If a line below contains the string "ReplayOutcome", copy it out.

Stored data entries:
-- Opening Marker --

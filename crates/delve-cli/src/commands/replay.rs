//! Replay command implementation.
//!
//! Feeds a recorded capture through the progress tracker without a running
//! game client. Captures are JSON lines, one server message per line:
//!
//! ```text
//! {"at_ms": 0, "zone": 561, "opcode": 512, "payload": "6D000000 61EA0000 01"}
//! {"at_ms": 95000, "zone": 561, "opcode": 353, "payload": "...", "floor_label": 2}
//! ```
//!
//! `floor_label` and `passage_part` carry map-widget readings observed at
//! that point; a missing field keeps the previous reading and
//! `"passage_part": null` records the passage icon disappearing. The tracker
//! is ticked once per elapsed second of capture time.

use anyhow::{Context, Result};
use chrono::{DateTime, Utc};
use delve_core::{
    Direction, DungeonMapReader, NetworkMessage, OpcodeTable, ProgressTracker, RunEvent,
    RunSummary, decode_signal,
};
use owo_colors::OwoColorize;
use serde::{Deserialize, Deserializer};
use std::fs;
use std::path::Path;
use tracing::{debug, info, warn};

use super::hex_utils::parse_hex_bytes;
use super::load_opcode_table;

const TICK_MS: i64 = 1000;

fn zone_down() -> Direction {
    Direction::ZoneDown
}

/// Distinguishes an explicit `null` (`Some(None)`) from a missing field (`None`)
fn present<'de, D, T>(deserializer: D) -> std::result::Result<Option<Option<T>>, D::Error>
where
    D: Deserializer<'de>,
    T: Deserialize<'de>,
{
    Option::<T>::deserialize(deserializer).map(Some)
}

/// One line of a capture file
#[derive(Debug, Clone, Deserialize)]
pub struct CaptureRecord {
    /// Milliseconds since the start of the capture
    pub at_ms: i64,
    /// Territory the player stood in
    pub zone: u16,
    pub opcode: u16,
    #[serde(default = "zone_down")]
    pub direction: Direction,
    /// Hex-encoded payload
    pub payload: String,
    #[serde(default)]
    pub floor_label: Option<u32>,
    #[serde(default, deserialize_with = "present")]
    pub passage_part: Option<Option<u16>>,
}

/// Map readings as last seen in the capture
#[derive(Debug, Default)]
struct CapturedMap {
    floor_label: Option<u32>,
    passage_part: Option<u16>,
}

impl DungeonMapReader for CapturedMap {
    fn floor_label(&self) -> Option<u32> {
        self.floor_label
    }

    fn passage_part(&self) -> Option<u16> {
        self.passage_part
    }
}

pub struct ReplayOutcome {
    pub events: Vec<RunEvent>,
    /// Summary of the run in progress, or of the last finished run
    pub summary: RunSummary,
    pub messages: usize,
    pub dropped: usize,
}

/// Parse a JSON-lines capture; blank lines and `#` comments are skipped
pub fn parse_capture(content: &str) -> Result<Vec<CaptureRecord>> {
    content
        .lines()
        .enumerate()
        .filter(|(_, line)| {
            let line = line.trim();
            !line.is_empty() && !line.starts_with('#')
        })
        .map(|(i, line)| {
            serde_json::from_str(line).with_context(|| format!("Invalid capture line {}", i + 1))
        })
        .collect()
}

fn timestamp(at_ms: i64) -> Result<DateTime<Utc>> {
    DateTime::from_timestamp_millis(at_ms)
        .with_context(|| format!("Capture time out of range: {}ms", at_ms))
}

/// Drive a tracker through the capture
pub fn replay(records: &[CaptureRecord], opcodes: &OpcodeTable) -> Result<ReplayOutcome> {
    let mut tracker = ProgressTracker::new();
    let mut map = CapturedMap::default();
    let mut events = Vec::new();
    let mut last_summary = None;
    let mut dropped = 0;

    let mut zone = records.first().map(|r| r.zone).unwrap_or_default();
    let mut next_tick = records.first().map(|r| r.at_ms).unwrap_or_default() + TICK_MS;

    for record in records {
        while record.at_ms >= next_tick {
            events.extend(tracker.tick(zone, &map, timestamp(next_tick)?));
            next_tick += TICK_MS;
        }

        zone = record.zone;
        if record.floor_label.is_some() {
            map.floor_label = record.floor_label;
        }
        if let Some(passage_part) = record.passage_part {
            map.passage_part = passage_part;
        }

        let payload = parse_hex_bytes(&record.payload)
            .with_context(|| format!("Invalid payload at {}ms", record.at_ms))?;
        let msg = NetworkMessage {
            payload: &payload,
            opcode: record.opcode,
            source_actor: 0,
            target_actor: 0,
            direction: record.direction,
        };

        match decode_signal(&msg, opcodes) {
            Ok(Some(signal)) => {
                debug!("{}ms: {:?}", record.at_ms, signal);
                events.extend(tracker.handle_signal(signal, zone, timestamp(record.at_ms)?));
            }
            Ok(None) => {}
            Err(e) => {
                warn!("Dropping message at {}ms: {}", record.at_ms, e);
                dropped += 1;
            }
        }
    }

    for event in &events {
        if let RunEvent::Exited { summary, .. } = event {
            last_summary = Some(summary.clone());
        }
    }

    let summary = match last_summary {
        Some(summary) if !tracker.is_ready() => summary,
        _ => tracker.summary(),
    };

    Ok(ReplayOutcome {
        events,
        summary,
        messages: records.len(),
        dropped,
    })
}

fn format_duration(secs: i64) -> String {
    format!("{:02}:{:02}", secs / 60, secs % 60)
}

fn print_summary(outcome: &ReplayOutcome) {
    let summary = &outcome.summary;

    for event in &outcome.events {
        match event {
            RunEvent::Entered {
                content_id,
                dungeon,
                floor,
            } => println!(
                "{} {} (content {}) on floor {}",
                "Entered".green().bold(),
                dungeon,
                content_id,
                floor
            ),
            RunEvent::Exited { reason, .. } => {
                println!("{} ({:?})", "Exited".yellow().bold(), reason)
            }
            RunEvent::FloorCorrected { tracked, observed } => println!(
                "{} floor {} -> {}",
                "Corrected".cyan(),
                tracked,
                observed
            ),
            _ => {}
        }
    }
    println!();

    match summary.dungeon {
        Some(dungeon) => println!("{} - content {}", dungeon.bold(), summary.content_id),
        None => println!("{}", "No dungeon run in capture".dimmed()),
    }

    for (floor, secs) in &summary.floor_times {
        let line = format!("  Floor {:>3}  {}", floor, format_duration(*secs));
        if *floor == summary.current_floor {
            println!("{}", line.green().bold());
        } else if *floor < summary.current_floor {
            println!("{}", line);
        } else {
            println!("{}", line.dimmed());
        }
    }

    println!();
    println!("  Total       {}", format_duration(summary.total_secs()));
    println!("  Traps       {}", summary.trap_status);
    if !summary.floor_effects.is_empty() {
        let effects: Vec<String> = summary.floor_effects.iter().map(|p| p.to_string()).collect();
        println!("  Effects     {}", effects.join(", "));
    }
    if summary.passage_progress >= 0 {
        println!("  Passage     {}/10", summary.passage_progress);
    }
    println!();
    println!(
        "{} messages, {} dropped",
        outcome.messages, outcome.dropped
    );
}

/// Run the replay command
pub fn run(capture: &Path, opcodes: Option<&Path>, json: Option<&Path>) -> Result<()> {
    let table = load_opcode_table(opcodes)?;
    let content = fs::read_to_string(capture)
        .with_context(|| format!("Failed to read capture {}", capture.display()))?;
    let records = parse_capture(&content)?;
    info!("Replaying {} messages from {}", records.len(), capture.display());

    let outcome = replay(&records, &table)?;
    print_summary(&outcome);

    if let Some(path) = json {
        let out = serde_json::to_string_pretty(&outcome.summary)?;
        fs::write(path, out).with_context(|| format!("Failed to write {}", path.display()))?;
        info!("Wrote run summary to {}", path.display());
    }

    Ok(())
}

-- Closing Marker --

- _WRITTEN SOLUTION_:
pub struct ReplayOutcome {
pub fn replay(records: &[CaptureRecord], opcodes: &OpcodeTable) -> Result<ReplayOutcome> {
    Ok(ReplayOutcome {
fn print_summary(outcome: &ReplayOutcome) {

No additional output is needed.